In a filthy stable, far from home, Jesus was born, and all the predictions about a Messiah’s birth collided with celestial perfection. Born of a virgin. In Bethlehem. Announced by an ecstatic praise performance by untold numbers of angels. All in God’s right timing, to a discouraged nation suffocating under Roman oppression—a pagan culture that unwittingly provided the roads and common language to help spread the message Jesus would bring. 
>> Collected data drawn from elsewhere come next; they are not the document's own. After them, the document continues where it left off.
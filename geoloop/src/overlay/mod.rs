//! Ground overlays: cache entries, key derivation, groups and KML output.
//!
//! An [`OverlayEntry`] is one image draped over a lat/lon box. Entries are
//! collected into an [`OverlayGroup`], which a viewer enables and disables
//! as a single layer and which may drive an animation loop over its frames.

mod entry;
mod group;
mod key;
pub mod kml;

pub use entry::{OverlayEntry, OverlayFormat, OverlayImage, SourceRef};
pub use group::{DrawImage, DrawItem, GroupError, OverlayGroup, PrewarmSummary};
pub use key::{sanitize_name, CacheKey, KEY_ROOT};
pub use kml::{document, escape, ground_overlay, HrefMode};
Jesus’ birth wasn’t the only “perfect timing” of God’s plan for us. Fast-forward three decades or so to Jesus, gathering His disciples around Him for hard teachings about the end of “time” as we know it. They were ready for the world’s mess to be cleaned up and Jesus to reign. (Things haven’t changed much!)  But He had a different message, telling them to be like servants on the alert for their master’s unexpected return home:

You also must be ready, because the Son of Man will come at an hour when you do not expect him. (Luke 12:40)

That had to be a “scratch-your-head” comment. He stood or sat before them, delivering this strange message about a “coming back.”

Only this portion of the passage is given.